Lettura che porta Douthat a una conclusione: “L’unica certezza cattolica, al momento, è l’incertezza. Sotto la guida di Francesco, l’insegnamento della Chiesa sulla comunione ai divorziati risposati varia da Paese a Paese e da diocesi a diocesi, e persino gli ammiratori del Papa non sembrano concordare su quali siano le posizioni ufficiali del Vaticano”. Le stesse posizioni sull’eutanasia, continua, “cambiano nelle diverse zone del Canada”, e “il Vaticano sembra persino accettare i cambiamenti verso i quali si è spinto un ordine religioso belga, lasciando intendere l’effettiva possibilità di accettare la pratica del suicidio assistito nei suoi ospedali” (qui l’approfondimento di Formiche.net).
LA SOLUZIONE: “INCORAGGIARE IL DIBATTITO PUBBLICO, PORTARLO DAL WEB A PARROCCHIE E UNIVERSITÀ”

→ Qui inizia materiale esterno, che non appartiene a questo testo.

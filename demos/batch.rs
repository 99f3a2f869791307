//! # Batch run through the registry
//!
//! Demonstrates:
//! - Registering named units with arguments
//! - Post handlers that receive each unit's outputs
//! - Bounded parallelism and the aggregate result map
//! - Status lines and a progress subscriber
//!
//! Run with `RUST_LOG=debug cargo run --example batch` to see status lines.

use std::sync::Arc;
use std::sync::atomic::{AtomicUsize, Ordering};
use std::time::Duration;

use taskgate::{Config, Handler, Kind, LogWriter, ProgressReporter, Registry, Subscribe, Value};

/// Simulated fetch: waits a little, then returns the page "body" and its size.
fn fetch() -> Handler {
    Handler::from_async([Kind::Str, Kind::Int], [Kind::Str, Kind::Int], |args| async move {
        let url = args[0].as_str().unwrap_or_default().to_owned();
        let delay = args[1].as_int().unwrap_or(0);
        tokio::time::sleep(Duration::from_millis(delay.unsigned_abs())).await;
        let body = format!("<html>{url}</html>");
        let size = body.len() as i64;
        vec![Value::from(body), Value::from(size)]
    })
    .named("fetch")
}

#[tokio::main]
async fn main() -> Result<(), Box<dyn std::error::Error>> {
    tracing_subscriber::fmt()
        .with_env_filter(
            tracing_subscriber::EnvFilter::try_from_default_env()
                .unwrap_or_else(|_| tracing_subscriber::EnvFilter::new("info")),
        )
        .init();

    let done = Arc::new(AtomicUsize::new(0));
    let ticks = Arc::clone(&done);
    let subs: Vec<Arc<dyn Subscribe>> = vec![
        Arc::new(LogWriter::new()),
        Arc::new(ProgressReporter::new(Arc::new(move || {
            let n = ticks.fetch_add(1, Ordering::Relaxed) + 1;
            println!("progress: {n} finished");
        }))),
    ];

    let reg = Registry::builder(Config::default())
        .with_subscribers(subs)
        .build();

    let report = Handler::func(|body: String, size: i64| {
        println!("fetched {size:>4} bytes: {body}");
    });

    for (i, site) in ["alpha", "beta", "gamma", "delta", "epsilon"].iter().enumerate() {
        reg.submit(
            *site,
            fetch(),
            Some(report.clone().into()),
            vec![
                Value::from(format!("https://{site}.example")),
                Value::from(50 * (i as i64 + 1)),
            ],
        )
        .await?;
    }

    let handle = reg.run(2).await?;
    reg.wait().await;
    let results = handle.results().await?;

    let mut names: Vec<_> = results.keys().cloned().collect();
    names.sort();
    for name in names {
        println!("{name}: {:?}", results[&name]);
    }
    for line in reg.status_lines().await {
        println!("{line}");
    }
    reg.log_status().await;

    Ok(())
}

Situazione che pare essere calcolata per “far sentire tutti autosufficienti e autogestiti”, mentre li si vede “lamentare di una retorica tossica” e lanciarsi “insulti”. Ma che, altresì, “pone istituzioni cattoliche, come scuole e parrocchie, università o negozi diocesani, in una posizione molto difficile”, inducendoli nella “tentazione, già evidente, di stare lontano dal conflitto, di evitare di riconoscerlo e di auto-segregarsi”. Per questo, di fronte all’ampliamento delle divergenze, “non è un bene fingere che queste non esistano”, e che “i leader della Chiesa non siano sempre più in opposizione l’uno con l’altro”, scrive il giornalista. Anche perché “il veleno del dibattito che si sviluppa online finisce per diventare una reazione a questa pretesa pubblica di tranquillità”.

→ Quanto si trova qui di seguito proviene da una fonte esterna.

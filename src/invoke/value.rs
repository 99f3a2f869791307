//! # Generic value representation.
//!
//! [`Value`] is the boxed form every argument and result travels in. Plain
//! Rust types convert into it with `From`, and back out with
//! [`FromValue`](crate::FromValue).
//!
//! ## Example
//! ```rust
//! use taskgate::{Kind, Value};
//!
//! let v = Value::from("hello");
//! assert_eq!(v.kind(), Kind::Str);
//! assert_eq!(v.as_str(), Some("hello"));
//! ```

use std::any::Any;
use std::collections::BTreeMap;
use std::fmt;
use std::sync::Arc;

use super::{handler::Handler, kind::Kind};

/// A host object carried through the engine without inspection.
///
/// Cloning shares the same underlying object.
#[derive(Clone)]
pub struct Opaque(Arc<dyn Any + Send + Sync>);

impl Opaque {
    /// Wraps a host object.
    pub fn new<T: Any + Send + Sync>(value: T) -> Self {
        Self(Arc::new(value))
    }

    /// Wraps an already shared host object.
    pub fn from_arc<T: Any + Send + Sync>(value: Arc<T>) -> Self {
        Self(value)
    }

    /// Borrows the wrapped object as `T`, if it is one.
    pub fn downcast_ref<T: Any>(&self) -> Option<&T> {
        self.0.downcast_ref::<T>()
    }

    /// True if both handles point at the same object.
    pub fn same(&self, other: &Opaque) -> bool {
        std::ptr::addr_eq(Arc::as_ptr(&self.0), Arc::as_ptr(&other.0))
    }
}

impl fmt::Debug for Opaque {
    fn fmt(&self, f: &mut fmt::Formatter<'_>) -> fmt::Result {
        f.write_str("Opaque(..)")
    }
}

/// A dynamically typed argument or result.
#[derive(Clone)]
pub enum Value {
    Bool(bool),
    Int(i64),
    Float(f64),
    Str(String),
    Bytes(Vec<u8>),
    List(Vec<Value>),
    Map(BTreeMap<String, Value>),
    Error(Arc<str>),
    Func(Handler),
    Opaque(Opaque),
}

impl Value {
    /// Returns the runtime kind of this value.
    pub fn kind(&self) -> Kind {
        match self {
            Value::Bool(_) => Kind::Bool,
            Value::Int(_) => Kind::Int,
            Value::Float(_) => Kind::Float,
            Value::Str(_) => Kind::Str,
            Value::Bytes(_) => Kind::Bytes,
            Value::List(_) => Kind::List,
            Value::Map(_) => Kind::Map,
            Value::Error(_) => Kind::Error,
            Value::Func(_) => Kind::Func,
            Value::Opaque(_) => Kind::Opaque,
        }
    }

    /// Builds an error value.
    pub fn error(message: impl Into<Arc<str>>) -> Self {
        Value::Error(message.into())
    }

    /// Builds an opaque value around a host object.
    pub fn opaque<T: Any + Send + Sync>(value: T) -> Self {
        Value::Opaque(Opaque::new(value))
    }

    pub fn as_int(&self) -> Option<i64> {
        match self {
            Value::Int(n) => Some(*n),
            _ => None,
        }
    }

    pub fn as_str(&self) -> Option<&str> {
        match self {
            Value::Str(s) => Some(s),
            _ => None,
        }
    }

    pub fn as_bool(&self) -> Option<bool> {
        match self {
            Value::Bool(b) => Some(*b),
            _ => None,
        }
    }

    /// Returns the handler if this value is callable.
    pub fn as_handler(&self) -> Option<&Handler> {
        match self {
            Value::Func(h) => Some(h),
            _ => None,
        }
    }

    /// Converts into a handler, or returns the kind of the non-callable value.
    pub fn into_handler(self) -> Result<Handler, Kind> {
        match self {
            Value::Func(h) => Ok(h),
            other => Err(other.kind()),
        }
    }

    pub fn is_callable(&self) -> bool {
        matches!(self, Value::Func(_))
    }
}

/// Kinds of a value slice, in order.
pub fn kinds_of(values: &[Value]) -> Vec<Kind> {
    values.iter().map(Value::kind).collect()
}

impl fmt::Debug for Value {
    fn fmt(&self, f: &mut fmt::Formatter<'_>) -> fmt::Result {
        match self {
            Value::Bool(b) => write!(f, "{b}"),
            Value::Int(n) => write!(f, "{n}"),
            Value::Float(x) => write!(f, "{x}"),
            Value::Str(s) => write!(f, "{s:?}"),
            Value::Bytes(b) => write!(f, "bytes[{}]", b.len()),
            Value::List(items) => f.debug_list().entries(items).finish(),
            Value::Map(map) => f.debug_map().entries(map).finish(),
            Value::Error(e) => write!(f, "error({e:?})"),
            Value::Func(h) => write!(f, "func({})", h.name()),
            Value::Opaque(o) => fmt::Debug::fmt(o, f),
        }
    }
}

impl PartialEq for Value {
    fn eq(&self, other: &Self) -> bool {
        match (self, other) {
            (Value::Bool(a), Value::Bool(b)) => a == b,
            (Value::Int(a), Value::Int(b)) => a == b,
            (Value::Float(a), Value::Float(b)) => a == b,
            (Value::Str(a), Value::Str(b)) => a == b,
            (Value::Bytes(a), Value::Bytes(b)) => a == b,
            (Value::List(a), Value::List(b)) => a == b,
            (Value::Map(a), Value::Map(b)) => a == b,
            (Value::Error(a), Value::Error(b)) => a == b,
            (Value::Func(a), Value::Func(b)) => a.same(b),
            (Value::Opaque(a), Value::Opaque(b)) => a.same(b),
            _ => false,
        }
    }
}

impl From<bool> for Value {
    fn from(v: bool) -> Self {
        Value::Bool(v)
    }
}

impl From<i64> for Value {
    fn from(v: i64) -> Self {
        Value::Int(v)
    }
}

impl From<i32> for Value {
    fn from(v: i32) -> Self {
        Value::Int(i64::from(v))
    }
}

impl From<u32> for Value {
    fn from(v: u32) -> Self {
        Value::Int(i64::from(v))
    }
}

impl From<f64> for Value {
    fn from(v: f64) -> Self {
        Value::Float(v)
    }
}

impl From<String> for Value {
    fn from(v: String) -> Self {
        Value::Str(v)
    }
}

impl From<&str> for Value {
    fn from(v: &str) -> Self {
        Value::Str(v.to_owned())
    }
}

impl From<Vec<u8>> for Value {
    fn from(v: Vec<u8>) -> Self {
        Value::Bytes(v)
    }
}

impl From<Vec<Value>> for Value {
    fn from(v: Vec<Value>) -> Self {
        Value::List(v)
    }
}

impl From<BTreeMap<String, Value>> for Value {
    fn from(v: BTreeMap<String, Value>) -> Self {
        Value::Map(v)
    }
}

impl From<Handler> for Value {
    fn from(v: Handler) -> Self {
        Value::Func(v)
    }
}

impl From<Opaque> for Value {
    fn from(v: Opaque) -> Self {
        Value::Opaque(v)
    }
}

Tuttavia una soluzione c’è: “Incoraggiare un dibattito rispettoso su argomenti seri. Portare i dibattiti online tra domenicani e gesuiti negli auditorium universitari e nelle parrocchie. Permettere agli studenti e ai laici cattolici di capire le rispettive posizioni. Invitare cattolici come padre Martin a parlare dei propri argomenti controversi, e invitare i suoi critici a rispondergli. Lasciare che i vescovi, abituati a scontrarsi dietro le porte chiuse dei sinodi, come quello sulla famiglia, si confrontino in pubblico e di persona”.
QUALE SARÀ IL FUTURO DELLA CHIESA CATTOLICA, DOPO LA CRISI DI QUEST’EPOCA?
È difficile sapere cosa verrà fuori dalla crisi cattolica di questa epoca, aggiunge il corrispondente, domandando: “È possibile che la Chiesa davvero diventi sempre più simile a quella anglicana, con teologie cristiane diverse tra loro che coesistono sotto lo stesso ombrello?”. E “questo periodo di duelli, inquisizioni, milizie digitali, prelude alla vittoria delle posizioni più liberali, che molti cattolici vedono coincidere con i rischi già paventati da Giovanni Paolo II e Benedetto XVI, oppure in futuro il pendolo si riposizionerà, come temono i sostenitori più irrequieti di Francesco, lasciandone l’eredità in mano a giovani tradizionalisti e a un pontefice reazionario, come quello descritto dallo “Young Pope” di Sorrentino?”.
La fede a volte dà risposte, ma la ragione naturale consiglia dubbi, conclude l’autore. Ma al di là di ciò, la tesi è che troppe censure non giovano al conflitto, anzi. L’unico modo di andare avanti è la controversia.